Il campo rom resta dov'è: per il Tar nessun abuso edilizio

Stralciato il provvedimento di palazzo Loggia che ordinava la rimozione dei caravan dal terreno agricolo di via Labirinto. Il Tar ha accolto l'istanza dei proprietari del terreno stesso

Foto di repertorio

BRESCIA - Il campo rom di via Labirinto a Brescia potrà restare dov'è.
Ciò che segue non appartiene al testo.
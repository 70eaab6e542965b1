//! Input demuxer.

use crate::crypto::KeySource;
use crate::error::{Error, Result};
use crate::handler::{HandlerKind, MediaHandler, OriginHandler, StreamData};
use abrpack_core::container::determine_container;
use abrpack_core::file::read_file;
use parking_lot::Mutex;
use std::collections::HashMap;
use std::sync::atomic::{AtomicBool, Ordering};
use std::sync::Arc;
use tracing::info;

/// Demultiplexes one input into per-selector streams.
///
/// One demuxer exists per distinct input; every stream descriptor reading
/// from that input shares it. During assembly the packager binds a handler
/// chain to each stream selector with [`Demuxer::set_handler`]; at run time
/// the demuxer feeds each selected stream into its chain.
///
/// Container-specific media parsers plug in behind the demuxer and are
/// provided by format support crates; the demuxer itself only owns input
/// access, stream selection, and key handling for encrypted inputs.
pub struct Demuxer {
    input: String,
    dump_stream_info: AtomicBool,
    cancelled: AtomicBool,
    key_source: Mutex<Option<Arc<dyn KeySource>>>,
    language_overrides: Mutex<HashMap<String, String>>,
    handlers: Mutex<HashMap<String, Arc<dyn MediaHandler>>>,
}

impl Demuxer {
    /// Create a demuxer for an input path or URI.
    pub fn new(input: impl Into<String>) -> Self {
        Self {
            input: input.into(),
            dump_stream_info: AtomicBool::new(false),
            cancelled: AtomicBool::new(false),
            key_source: Mutex::new(None),
            language_overrides: Mutex::new(HashMap::new()),
            handlers: Mutex::new(HashMap::new()),
        }
    }

    /// The input this demuxer reads.
    pub fn input(&self) -> &str {
        &self.input
    }

    /// Print demuxed stream metadata instead of requiring outputs.
    pub fn set_dump_stream_info(&self, dump: bool) {
        self.dump_stream_info.store(dump, Ordering::Relaxed);
    }

    /// Whether stream info dumping is enabled.
    pub fn dump_stream_info(&self) -> bool {
        self.dump_stream_info.load(Ordering::Relaxed)
    }

    /// Attach the key source used to decrypt an encrypted input.
    pub fn set_key_source(&self, key_source: Arc<dyn KeySource>) {
        *self.key_source.lock() = Some(key_source);
    }

    /// Whether a decryption key source is attached.
    pub fn has_key_source(&self) -> bool {
        self.key_source.lock().is_some()
    }

    /// Override the language reported for a selected stream.
    pub fn set_language_override(
        &self,
        stream_selector: impl Into<String>,
        language: impl Into<String>,
    ) {
        self.language_overrides
            .lock()
            .insert(stream_selector.into(), language.into());
    }

    /// The language override for a selector, if any.
    pub fn language_override(&self, stream_selector: &str) -> Option<String> {
        self.language_overrides.lock().get(stream_selector).cloned()
    }

    /// Bind the head of a handler chain to a stream selector.
    pub fn set_handler(
        &self,
        stream_selector: impl Into<String>,
        handler: Arc<dyn MediaHandler>,
    ) -> Result<()> {
        let stream_selector = stream_selector.into();
        let mut handlers = self.handlers.lock();
        if handlers.contains_key(&stream_selector) {
            return Err(Error::InvalidArgument(format!(
                "A handler is already set for stream '{stream_selector}' of input '{}'.",
                self.input
            )));
        }
        handlers.insert(stream_selector, handler);
        Ok(())
    }

    /// The handler bound to a stream selector, if any.
    pub fn handler(&self, stream_selector: &str) -> Option<Arc<dyn MediaHandler>> {
        self.handlers.lock().get(stream_selector).cloned()
    }

    /// Selectors with a bound handler.
    pub fn stream_selectors(&self) -> Vec<String> {
        self.handlers.lock().keys().cloned().collect()
    }
}

impl MediaHandler for Demuxer {
    fn kind(&self) -> HandlerKind {
        HandlerKind::Demuxer
    }

    fn as_any(&self) -> &dyn std::any::Any {
        self
    }

    fn is_origin(&self) -> bool {
        true
    }

    fn add_downstream(&self, _downstream: Arc<dyn MediaHandler>) -> Result<()> {
        // Demuxer outputs are per-selector; they are bound with set_handler.
        Err(Error::InvalidArgument(
            "Demuxer downstreams are bound per stream selector with set_handler.".to_string(),
        ))
    }

    fn downstreams(&self) -> Vec<Arc<dyn MediaHandler>> {
        self.handlers.lock().values().cloned().collect()
    }

    fn initialize(&self) -> Result<()> {
        if self.input.is_empty() {
            return Err(Error::InvalidArgument(
                "Demuxer created with an empty input.".to_string(),
            ));
        }
        Ok(())
    }

    fn process(&self, _data: StreamData) -> Result<()> {
        Err(Error::InvalidArgument(
            "Demuxer is an origin handler; it accepts no upstream data.".to_string(),
        ))
    }

    fn flush(&self) -> Result<()> {
        let handlers = self.handlers.lock().values().cloned().collect::<Vec<_>>();
        for handler in handlers {
            handler.flush()?;
        }
        Ok(())
    }
}

impl OriginHandler for Demuxer {
    fn run(&self) -> Result<()> {
        if self.cancelled.load(Ordering::Relaxed) {
            return Err(Error::Cancelled);
        }

        let data = read_file(&self.input)?;
        let container = determine_container(&data);

        if self.dump_stream_info() {
            info!(input = %self.input, %container, "stream info");
        }

        // Elementary stream parsing lives in the format support crates; the
        // shipped demuxer stops at container identification.
        Err(Error::Unimplemented(format!(
            "No media parser registered for {container} input '{}'.",
            self.input
        )))
    }

    fn cancel(&self) {
        self.cancelled.store(true, Ordering::Relaxed);
    }
}

#[cfg(test)]
mod tests {
    use super::*;
    use crate::test_support::CollectingSink;

    #[test]
    fn test_set_handler_rejects_duplicate_selector() {
        let demuxer = Demuxer::new("v.mp4");
        let sink = CollectingSink::new();
        demuxer.set_handler("video", sink.clone()).unwrap();
        assert!(demuxer.set_handler("video", sink.clone()).is_err());
        assert!(demuxer.set_handler("audio", sink).is_ok());
    }

    #[test]
    fn test_language_override_round_trip() {
        let demuxer = Demuxer::new("v.mp4");
        demuxer.set_language_override("video", "eng");
        assert_eq!(demuxer.language_override("video").as_deref(), Some("eng"));
        assert_eq!(demuxer.language_override("audio"), None);
    }

    #[test]
    fn test_initialize_rejects_empty_input() {
        let demuxer = Demuxer::new("");
        assert!(demuxer.initialize().is_err());
    }

    #[test]
    fn test_cancelled_run_reports_cancelled() {
        let demuxer = Demuxer::new("v.mp4");
        demuxer.cancel();
        assert!(matches!(demuxer.run(), Err(Error::Cancelled)));
    }
}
Lo ha stabilito una sentenza del Tar di Brescia, accogliendo l'istanza presentata da una famiglia romena proprietaria del terreno.

Già a maggio, il Tar aveva approvato la sospensione del provvedimento di rimozione dei mezzi emesso dallo sportello edilizio di Palazzo Loggia in data 26 gennaio.

Anche i cittadini della zona avevano sollecitato il Comune a prendere provvedimenti in tal senso tramite una raccolta di firme.

Nelle intenzioni del Tar, inizialmente, la volontà di tutelare i minori presenti nel campo, specie per i mesi invernali.

Con la nuova sentenza, il Tribunale ha annullato l'ipotesi di reato di abuso edilizio avanzata dalla Loggia (le roulotte insistono su un terreno a destinazione esclusivamente agricola) in quanto, secondo i giudici, "i caravano non possono essere paragonati a vere e proprie costruzioni".

La Loggia dovrà ora rimborsare una parte delle spese alla famiglia e dovrà predisporre una nuova relazione per accertare l’eventuale abuso edilizio.